Вот такая она, квантовая механика. Она заставляет нас всерьез рассматривать варианты, которые поначалу кажутся научной фантастикой. Она привела едва ли не к самому крупному крушению общепринятого мировоззрения в истории. И она обнажает наши предубеждения, наше самомнение и всю хаотичность процесса, при помощи которого мы убеждаем себя, что прекрасно понимаем, как устроена реальность.
Так что же говорит квантовая механика о мироустройстве? И почему то время, в котором мы с вами живем, самое восхитительное и самое неопределенное за всю человеческую историю с точки зрения понимания реальности?
Чтобы ответить на эти вопросы, нам придется поговорить об истории человеческого самопознания.
В начале был арахисКогда вы в последний раз злились на арахис?
Если вы обычный человек, ответ, скорее всего, будет звучать так: «Никогда. Я люблю арахис. И признаться, недоумеваю, зачем было начинать книгу о квантовой механике с разговора о каком-то арахисе».

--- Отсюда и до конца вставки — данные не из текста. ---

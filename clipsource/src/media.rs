//! Media handles: the asset opened by the session builder and the playback
//! handle a preload slot drives.

use crate::error::Result;
use crate::models::MediaFormat;
use crate::session::Session;
use async_trait::async_trait;
use std::time::Duration;
use url::Url;

const OPTIMIZED_READ_AHEAD_BYTES: usize = 2 * 1024 * 1024;
const SLOW_FORMAT_READ_AHEAD_BYTES: usize = 8 * 1024 * 1024;
const OPTIMIZED_FORWARD_BUFFER: Duration = Duration::from_secs(5);
const SLOW_FORMAT_FORWARD_BUFFER: Duration = Duration::from_secs(15);

/// Format-specific tuning applied when opening an asset.
#[derive(Debug, Clone, Copy, PartialEq, Eq)]
pub struct OpenOptions {
    pub read_ahead_bytes: usize,
    pub preferred_forward_buffer: Duration,
}

impl OpenOptions {
    /// Less optimized containers get a larger read-ahead and forward buffer.
    pub fn for_format(format: MediaFormat) -> Self {
        if format.is_optimized() {
            Self {
                read_ahead_bytes: OPTIMIZED_READ_AHEAD_BYTES,
                preferred_forward_buffer: OPTIMIZED_FORWARD_BUFFER,
            }
        } else {
            Self {
                read_ahead_bytes: SLOW_FORMAT_READ_AHEAD_BYTES,
                preferred_forward_buffer: SLOW_FORMAT_FORWARD_BUFFER,
            }
        }
    }
}

/// An opened media resource. Dropping the last reference releases it.
#[async_trait]
pub trait MediaAsset: Send + Sync {
    fn locator(&self) -> &Url;

    /// Loads container metadata and returns the real duration in seconds.
    async fn probe_duration(&self) -> Result<f64>;
}

#[async_trait]
pub trait MediaOpener: Send + Sync {
    async fn open(
        &self,
        locator: &Url,
        options: OpenOptions,
    ) -> Result<std::sync::Arc<dyn MediaAsset>>;
}

/// Buffer signal reported by a playback handle.
#[derive(Debug, Clone, PartialEq)]
pub enum BufferStatus {
    Buffering {
        buffered_seconds: f64,
        likely_to_keep_up: bool,
    },
    /// The item cannot be played (unsupported or corrupt media).
    Failed { reason: String },
}

impl BufferStatus {
    pub fn is_keeping_up(&self) -> bool {
        matches!(
            self,
            Self::Buffering {
                likely_to_keep_up: true,
                ..
            }
        )
    }

    pub fn buffered_seconds(&self) -> f64 {
        match self {
            Self::Buffering {
                buffered_seconds, ..
            } => *buffered_seconds,
            Self::Failed { .. } => 0.0,
        }
    }
}

/// A player bound to one session, used to warm up the buffer before a transition.
#[async_trait]
pub trait PlaybackHandle: Send + Sync {
    fn set_muted(&self, muted: bool);

    fn pause(&self);

    async fn seek(&self, seconds: f64) -> Result<()>;

    fn buffer_status(&self) -> BufferStatus;
}

#[async_trait]
pub trait Player: Send + Sync {
    async fn prepare(&self, session: &Session) -> Result<Box<dyn PlaybackHandle>>;
}

#[cfg(test)]
mod tests {
    use super::*;

    #[test]
    fn test_open_options_by_format() {
        let fast = OpenOptions::for_format(MediaFormat::H264);
        let slow = OpenOptions::for_format(MediaFormat::Ogg);
        assert!(slow.read_ahead_bytes > fast.read_ahead_bytes);
        assert!(slow.preferred_forward_buffer > fast.preferred_forward_buffer);
    }

    #[test]
    fn test_buffer_status_helpers() {
        let ready = BufferStatus::Buffering {
            buffered_seconds: 4.0,
            likely_to_keep_up: true,
        };
        assert!(ready.is_keeping_up());
        assert_eq!(ready.buffered_seconds(), 4.0);

        let failed = BufferStatus::Failed {
            reason: "bad moov atom".into(),
        };
        assert!(!failed.is_keeping_up());
        assert_eq!(failed.buffered_seconds(), 0.0);
    }
}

Я вас прекрасно понимаю, но вот в чем дело: арахис – это машина для убийств. Хотя исследователи называют разные цифры, но так или иначе каждый год от аллергии на него погибают десятки, а то и сотни человек, в основном детей. Мало того, на арахисе легко поскользнуться, он оставляет трудновыводимые жирные пятна, а его кусочки могут застрять между зубами и испортить весь вечер.
При всем при том вы вряд ли когда-нибудь всерьез сердились на арахис. Как и я. Дело в том, что я сомневаюсь, способен ли арахис отвечать за свои поступки. Это совершенно невинный представитель семейства бобовых.

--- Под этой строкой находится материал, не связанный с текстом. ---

impl Config {
    fn data(&self) -> MutexGuard<'_, Value> {
        self.data.lock().unwrap_or_else(PoisonError::into_inner)
    }

    /// Finds a config directory by trying different locations in order
    fn find_config_dir(directory: &str) -> String {
        // 1. Try provided directory
        if !directory.is_empty() {
            return directory.to_string();
        }

        // 2. Try environment variable
        if let Ok(env_path) = env::var(ENV_CONFIG_DIR) {
            info!(env_var = ENV_CONFIG_DIR, path = %env_path, "Trying to load config from env");
            return env_path;
        }

        // 3. Try current directory
        if Path::new(DEFAULT_DIR_NAME).exists() {
            return DEFAULT_DIR_NAME.to_string();
        }

        // 4. Try home directory
        if let Some(home) = home_dir() {
            let home_config = home.join(DEFAULT_DIR_NAME);
            if home_config.exists() {
                return home_config.to_string_lossy().to_string();
            }
        }

        DEFAULT_DIR_NAME.to_string()
    }

    /// Validates and prepares a config directory
    fn validate_config_dir(path: &Path) -> Result<()> {
        if !path.exists() {
            fs::create_dir_all(path)?;
        }

        if !path.is_dir() {
            return Err(anyhow!("{} is not a directory", path.display()));
        }

        // Test write permission
        let test_file = path.join(".write_test");
        fs::write(&test_file, b"test")?;
        fs::remove_file(&test_file)?;

        fs::read_dir(path)?;

        Ok(())
    }

    /// Determines and validates the configuration directory
    ///
    /// The directory is searched in the following order:
    /// 1. The provided `directory` parameter if not empty
    /// 2. The `CLIPFEED_CONFIG` environment variable
    /// 3. `.clipfeed` in the current directory
    /// 4. `.clipfeed` in the user's home directory
    ///
    /// The directory is created if it doesn't exist, and validated for read/write permissions.
    pub fn config_dir(directory: &str) -> Result<String> {
        let dir_path = Self::find_config_dir(directory);
        Self::validate_config_dir(Path::new(&dir_path))?;
        Ok(dir_path)
    }

    /// Loads the configuration from the specified directory
    ///
    /// This method:
    /// 1. Determines the configuration directory
    /// 2. Loads the default embedded configuration
    /// 3. Merges it with the external config.yaml file if present
    /// 4. Applies environment variable overrides
    /// 5. Saves the merged configuration
    pub fn load_config(directory: &str) -> Result<Self> {
        let config_dir = Self::config_dir(directory)?;
        info!(config_dir = %config_dir, "Using config directory");

        let config_file_path = Path::new(&config_dir).join("config.yaml");
        let path = config_file_path.to_string_lossy().to_string();

        let mut default_value: Value = serde_yaml::from_str(DEFAULT_CONFIG)?;

        let yaml_data = if let Ok(data) = fs::read(&path) {
            info!(config_file = %path, "Loaded config file");
            data
        } else {
            info!(config_file = %path, "Config file not found, using default embedded config");
            DEFAULT_CONFIG.as_bytes().to_vec()
        };

        let external_value: Value = serde_yaml::from_slice(&yaml_data)?;
        merge_yaml(&mut default_value, &external_value);
        let mut config_value = Self::lower_keys_value(default_value);

        Self::apply_env_overrides(&mut config_value);

        let config = Config {
            config_dir,
            path,
            data: Mutex::new(config_value),
        };

        config.save()?;
        Ok(config)
    }

    /// Directory holding config.yaml and every relative managed path
    pub fn directory(&self) -> &str {
        &self.config_dir
    }

    /// Saves the current configuration to the config.yaml file
    pub fn save(&self) -> Result<()> {
        let yaml = {
            let data = self.data();
            serde_yaml::to_string(&*data)?
        };
        fs::write(&self.path, yaml)?;
        Ok(())
    }

    /// Sets a configuration value at the specified path and saves it
    ///
    /// # Arguments
    ///
    /// * `path` - Array of keys representing the path (e.g., `&["feed", "cache", "capacity"]`)
    /// * `value` - The YAML value to set
    pub fn set_value(&self, path: &[&str], value: Value) -> Result<()> {
        {
            let mut data = self.data();
            Self::set_value_internal(&mut data, path, value)?;
        }
        self.save()
    }

    fn set_value_internal(data: &mut Value, path: &[&str], value: Value) -> Result<()> {
        if path.is_empty() {
            *data = value;
            return Ok(());
        }
        if let Value::Mapping(map) = data {
            let key_value = Value::String(path[0].to_lowercase());
            if path.len() == 1 {
                map.insert(key_value, value);
            } else {
                let entry = map
                    .entry(key_value)
                    .or_insert(Value::Mapping(Mapping::new()));
                Self::set_value_internal(entry, &path[1..], value)?;
            }
            Ok(())
        } else {
            Err(anyhow!("Current node is not a map"))
        }
    }

    /// Gets a configuration value at the specified path
    ///
    /// Returns an error if the path doesn't exist.
    pub fn get_value(&self, path: &[&str]) -> Result<Value> {
        let data = self.data();
        Self::get_value_internal(&data, path)
    }

    fn get_value_internal(data: &Value, path: &[&str]) -> Result<Value> {
        let mut current = data;
        for (i, key) in path.iter().enumerate() {
            if let Value::Mapping(map) = current {
                if let Some(next) = map.get(&Value::String(key.to_lowercase())) {
                    current = next;
                } else {
                    return Err(anyhow!("Path {} does not exist", path[..=i].join(".")));
                }
            } else {
                return Err(anyhow!("Path {} is not a Config", path[..i].join(".")));
            }
        }
        Ok(current.clone())
    }

    fn apply_env_overrides(config: &mut Value) {
        for (key, value) in env::vars() {
            if let Some(stripped) = key.strip_prefix(ENV_PREFIX) {
                let key_path = stripped.split("__").collect::<Vec<_>>();
                let yaml_value = Self::convert_env_value(&value);
                let _ = Self::set_value_internal(config, &key_path, yaml_value);
            }
        }
    }

    fn convert_env_value(value: &str) -> Value {
        if let Ok(parsed) = serde_yaml::from_str::<Value>(value) {
            return parsed;
        }
        Value::String(value.to_string())
    }

    fn lower_keys_value(value: Value) -> Value {
        match value {
            Value::Mapping(map) => {
                let mut new_map = Mapping::new();
                for (k, v) in map {
                    let new_key = match k {
                        Value::String(s) => Value::String(s.to_lowercase()),
                        other => other,
                    };
                    new_map.insert(new_key, Self::lower_keys_value(v));
                }
                Value::Mapping(new_map)
            }
            Value::Sequence(seq) => {
                Value::Sequence(seq.into_iter().map(Self::lower_keys_value).collect())
            }
            _ => value,
        }
    }

    /// Résout un chemin relatif ou absolu et crée le répertoire si nécessaire
    fn resolve_and_create_dir(&self, dir_path: &str) -> Result<String> {
        let path = Path::new(dir_path);

        let absolute_path = if path.is_absolute() {
            path.to_path_buf()
        } else {
            Path::new(&self.config_dir).join(path)
        };

        if !absolute_path.exists() {
            fs::create_dir_all(&absolute_path)?;
            info!(directory = %absolute_path.display(), "Created managed directory");
        }

        Ok(absolute_path.to_string_lossy().to_string())
    }

    /// Récupère un répertoire géré par la configuration
    ///
    /// The directory may be absolute or relative to the configuration
    /// directory. It is created if it does not exist, and the default is
    /// written back to the configuration when the key is missing.
    ///
    /// ```no_run
    /// use clipconfig::get_config;
    ///
    /// let config = get_config();
    /// let dir = config.get_managed_dir(&["host", "state", "directory"], "state")?;
    /// # Ok::<(), anyhow::Error>(())
    /// ```
    pub fn get_managed_dir(&self, path: &[&str], default: &str) -> Result<String> {
        let dir_path = match self.get_value(path) {
            Ok(Value::String(s)) => s,
            _ => {
                self.set_managed_dir(path, default.to_string())?;
                default.to_string()
            }
        };
        self.resolve_and_create_dir(&dir_path)
    }

    /// Définit un répertoire géré par la configuration
    pub fn set_managed_dir(&self, path: &[&str], directory: String) -> Result<()> {
        self.set_value(path, Value::String(directory))
    }

    /// Directory where the engine keeps its persistent state (selection pool, ...)
    pub fn get_state_dir(&self) -> Result<String> {
        self.get_managed_dir(&["host", "state", "directory"], "state")
    }

    impl_usize_config!(
        get_cache_capacity,
        set_cache_capacity,
        &["feed", "cache", "capacity"],
        DEFAULT_CACHE_CAPACITY
    );

    impl_usize_config!(
        get_max_fill_attempts,
        set_max_fill_attempts,
        &["feed", "cache", "max_fill_attempts"],
        DEFAULT_MAX_FILL_ATTEMPTS
    );

    impl_usize_config!(
        get_history_max_sessions,
        set_history_max_sessions,
        &["feed", "history", "max_sessions"],
        DEFAULT_HISTORY_MAX_SESSIONS
    );

    impl_secs_config!(
        get_preload_timeout_secs,
        set_preload_timeout_secs,
        &["feed", "preload", "timeout_secs"],
        DEFAULT_PRELOAD_TIMEOUT_SECS
    );

    impl_bool_config!(
        get_log_enable_console,
        set_log_enable_console,
        &["host", "logger", "enable_console"],
        DEFAULT_LOG_ENABLE_CONSOLE
    );

    /// Récupère le niveau de log minimum depuis la configuration
    pub fn get_log_min_level(&self) -> Result<String> {
        match self.get_value(&["host", "logger", "min_level"]) {
            Ok(Value::String(s)) => Ok(s),
            _ => Ok(DEFAULT_LOG_MIN_LEVEL.to_string()),
        }
    }

    /// Définit le niveau de log minimum dans la configuration
    pub fn set_log_min_level(&self, level: String) -> Result<()> {
        self.set_value(&["host", "logger", "min_level"], Value::String(level))
    }
}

Сегодня почти все относятся к арахису точно так же, как мы с вами. Но так было не всегда.
Чтобы понять почему, представьте себе, что вас раздели догола и сбросили с самолета куда-то в самую чащобу богом забытых джунглей, стерев предварительно из вашей головы все знания о науке и технике. Никаких телефонов. Никаких ноутбуков. Никаких воспоминаний о цивилизации двадцать первого века.
Вы оглядываетесь вокруг и обнаруживаете, что не одни. Ваша новая среда обитания кишит жизнью: тут и плодородная почва, и пышная листва, и другие животные. Какие-то из этих животных, в основном птицы и грызуны, достаточно малы и сойдут за потенциальную пищу, но есть и другие, гораздо более крупные и зубастые, и они смотрят на вас так же, как вы – на птиц и грызунов. Ой.
Теперь у вас появилось кое-что общее с вашими первыми предками: вы угодили в самую середину местной пищевой цепочки. Вы больше не доминируете над всеми другими видами, вы не занимаете место бесспорного чемпиона в извечной игре в естественный отбор – вы полностью включены в структуру природы. Любое взаимодействие с окружающей средой может склонить чашу весов в ту или иную сторону, и шансов, что ты кем-то закусишь или кто-то закусит тобой, примерно поровну.
Наши предки насмотрелись на этот цирк первобытного существования с его бескомпромиссным «кто кого первым съест» и извлекли один очевидный урок: вероятно, люди не так уж сильно отличаются от грызунов, лишайников и саблезубых тигров (или арахиса). А может быть, задумался кто-то из них, мы с жуками, растениями и грязью находимся на одном уровне не только с точки зрения природы, но и с точки зрения духовности?
По крайней мере, именно так некоторые историки объясняют популярность анимизма – веры в то, что душа есть не только у людей, но и у всего помимо нас, то есть у животных, мест, растений и так далее. Эти представления распространились среди древних людей десятки тысяч лет назад.
А потом в какой-то момент люди начали массово строить хижины, деревни, а затем и города. Мы засевали поля тесными рядами пшеницы, заталкивали кур в курятники, заставляли волов таскать за нас тяжести. Мысль, что пшеница и волы, которыми мы так бесцеремонно распоряжаемся, могут обладать какой-то духовной сущностью, такой же, как у людей, начала нас… смущать.
Поэтому, согласно одной теории, на сцену вышел когнитивный диссонанс, и у некоторых наших предков в голове сложилась примерно такая логическая цепочка: «Только отъявленный негодяй способен обижать живое существо, наделенное духовной сущностью. Я не отъявленный негодяй, следовательно, у пшеницы и волов не может быть души».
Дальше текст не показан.